(TASK INSTRUCTIONS):
Go through the entries below. Copy out every line that contains "clone".

(RAW DATA):
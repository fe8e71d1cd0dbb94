use std::fmt::{self, Write};

use chrono::{DateTime, Datelike, Local, TimeZone, Timelike};
use log::warn;

use crate::formatter::Formatter;

const SECONDS_PER_DAY: i64 = 86_400;
const SECONDS_PER_HOUR: i64 = 3_600;
const SECONDS_PER_MINUTE: i64 = 60;

const FALLBACK_DATE_FORMAT: &str = "%a %b %d %Y";

impl Formatter {
    /// Shows at most the two most significant units: `3 days 4 hr`,
    /// `12 min 5 seconds`, `0 seconds`.
    pub fn format_time_interval(&self, seconds: i64) -> String {
        let strings = self.strings();
        let days = seconds / SECONDS_PER_DAY;
        let hours = (seconds % SECONDS_PER_DAY) / SECONDS_PER_HOUR;
        let minutes = (seconds % SECONDS_PER_HOUR) / SECONDS_PER_MINUTE;
        let seconds = seconds % SECONDS_PER_MINUTE;

        let d = format!("{} {}", days, strings.days);
        let h = format!("{} {}", hours, strings.hours);
        let m = format!("{} {}", minutes, strings.minutes);
        let s = format!("{} {}", seconds, strings.seconds);

        if days > 0 {
            if hours > 0 {
                return format!("{} {}", d, h);
            }
            return d;
        }
        if hours > 0 {
            if minutes > 0 {
                return format!("{} {}", h, m);
            }
            return h;
        }
        if minutes > 0 {
            if seconds > 0 {
                return format!("{} {}", m, s);
            }
            return m;
        }
        s
    }

    /// Formats a Unix timestamp relative to the local clock. `0` means the
    /// time is unknown.
    pub fn format_timestamp(&self, seconds: i64) -> String {
        self.format_timestamp_relative_to(seconds, &Local::now())
    }

    /// Like `format_timestamp`, with an explicit "now" whose time zone is
    /// also used to render the timestamp.
    pub fn format_timestamp_relative_to<Tz>(&self, seconds: i64, now: &DateTime<Tz>) -> String
    where
        Tz: TimeZone,
        Tz::Offset: fmt::Display,
    {
        let strings = self.strings();
        if seconds == 0 {
            return strings.not_available.clone();
        }

        let then = match DateTime::from_timestamp(seconds, 0) {
            Some(utc) => utc.with_timezone(&now.timezone()),
            None => return strings.not_available.clone(),
        };

        let same_year = now.year() == then.year();
        let same_month = now.month() == then.month();
        let date_diff = now.day() as i64 - then.day() as i64;

        let date = if same_year && same_month && date_diff.abs() <= 1 {
            match date_diff {
                0 => strings.today.clone(),
                1 => strings.yesterday.clone(),
                _ => strings.tomorrow.clone(),
            }
        } else {
            let mut date = String::new();
            if write!(date, "{}", then.format(&strings.date_format)).is_err() {
                warn!("invalid date format '{}'", strings.date_format);
                date.clear();
                // the fallback pattern is known to be valid
                let _ = write!(date, "{}", then.format(FALLBACK_DATE_FORMAT));
            }
            date
        };

        let (is_pm, hours) = then.hour12();
        let period = if is_pm { &strings.pm } else { &strings.am };

        format!(
            "{} {:02}:{:02}:{:02} {}",
            date,
            hours,
            then.minute(),
            then.second(),
            period
        )
    }
}

#[cfg(test)]
mod tests {
    use chrono::{FixedOffset, Utc};

    use crate::configuration::Configuration;

    use super::*;

    fn timestamp(year: i32, month: u32, day: u32, hour: u32, min: u32, sec: u32) -> i64 {
        Utc.with_ymd_and_hms(year, month, day, hour, min, sec)
            .unwrap()
            .timestamp()
    }

    fn now() -> DateTime<Utc> {
        Utc.with_ymd_and_hms(2024, 5, 15, 12, 0, 0).unwrap()
    }

    #[test]
    fn test_time_interval_table() {
        let f = Formatter::default();
        assert_eq!(f.format_time_interval(0), "0 seconds");
        assert_eq!(f.format_time_interval(45), "45 seconds");
        assert_eq!(f.format_time_interval(60), "1 min");
        assert_eq!(f.format_time_interval(90), "1 min 30 seconds");
        assert_eq!(f.format_time_interval(3_600), "1 hr");
        assert_eq!(f.format_time_interval(3_661), "1 hr 1 min");
        assert_eq!(f.format_time_interval(7_205), "2 hr");
        assert_eq!(f.format_time_interval(86_400), "1 days");
        assert_eq!(f.format_time_interval(86_400 + 59), "1 days");
        assert_eq!(f.format_time_interval(90_000), "1 days 1 hr");
        assert_eq!(f.format_time_interval(10 * 86_400 + 3 * 3_600 + 120), "10 days 3 hr");
    }

    #[test]
    fn test_time_interval_negative_is_not_clamped() {
        let f = Formatter::default();
        assert_eq!(f.format_time_interval(-5), "-5 seconds");
    }

    #[test]
    fn test_time_interval_localized_units() {
        let mut configuration = Configuration::new();
        configuration.strings.minutes = String::from("Min.");
        configuration.strings.seconds = String::from("Sek.");
        let f = Formatter::new(configuration);
        assert_eq!(f.format_time_interval(125), "2 Min. 5 Sek.");
    }

    #[test]
    fn test_timestamp_unknown() {
        let f = Formatter::default();
        assert_eq!(f.format_timestamp(0), "N/A");
        assert_eq!(f.format_timestamp_relative_to(0, &now()), "N/A");
        assert_eq!(f.format_timestamp_relative_to(i64::MAX, &now()), "N/A");
    }

    #[test]
    fn test_timestamp_relative_days() {
        let f = Formatter::default();
        assert_eq!(
            f.format_timestamp_relative_to(timestamp(2024, 5, 15, 9, 5, 3), &now()),
            "Today 09:05:03 AM"
        );
        assert_eq!(
            f.format_timestamp_relative_to(timestamp(2024, 5, 14, 23, 0, 0), &now()),
            "Yesterday 11:00:00 PM"
        );
        assert_eq!(
            f.format_timestamp_relative_to(timestamp(2024, 5, 16, 0, 30, 0), &now()),
            "Tomorrow 12:30:00 AM"
        );
    }

    #[test]
    fn test_timestamp_noon_is_pm() {
        let f = Formatter::default();
        assert_eq!(
            f.format_timestamp_relative_to(timestamp(2024, 5, 15, 12, 0, 0), &now()),
            "Today 12:00:00 PM"
        );
    }

    #[test]
    fn test_timestamp_full_date() {
        let f = Formatter::default();
        assert_eq!(
            f.format_timestamp_relative_to(timestamp(2024, 4, 15, 18, 7, 9), &now()),
            "Mon Apr 15 2024 06:07:09 PM"
        );
        assert_eq!(
            f.format_timestamp_relative_to(timestamp(2024, 5, 13, 8, 0, 0), &now()),
            "Mon May 13 2024 08:00:00 AM"
        );
    }

    #[test]
    fn test_timestamp_month_boundary_is_not_yesterday() {
        let f = Formatter::default();
        let first_of_june = Utc.with_ymd_and_hms(2024, 6, 1, 10, 0, 0).unwrap();
        assert_eq!(
            f.format_timestamp_relative_to(timestamp(2024, 5, 31, 10, 0, 0), &first_of_june),
            "Fri May 31 2024 10:00:00 AM"
        );
    }

    #[test]
    fn test_timestamp_uses_time_zone_of_now() {
        let f = Formatter::default();
        let berlin = FixedOffset::east_opt(2 * 3_600).unwrap();
        let now = berlin.with_ymd_and_hms(2024, 5, 16, 1, 0, 0).unwrap();
        // 23:30 UTC on the 15th is 01:30 on the 16th in UTC+2
        assert_eq!(
            f.format_timestamp_relative_to(timestamp(2024, 5, 15, 23, 30, 0), &now),
            "Today 01:30:00 AM"
        );
    }

    #[test]
    fn test_timestamp_custom_date_format() {
        let mut configuration = Configuration::new();
        configuration.strings.date_format = String::from("%d.%m.%Y");
        let f = Formatter::new(configuration);
        assert_eq!(
            f.format_timestamp_relative_to(timestamp(2023, 12, 24, 20, 0, 0), &now()),
            "24.12.2023 08:00:00 PM"
        );
    }
}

(ANSWER BOX):
            return strings.not_available.clone();
            None => return strings.not_available.clone(),
                0 => strings.today.clone(),
                1 => strings.yesterday.clone(),
                _ => strings.tomorrow.clone(),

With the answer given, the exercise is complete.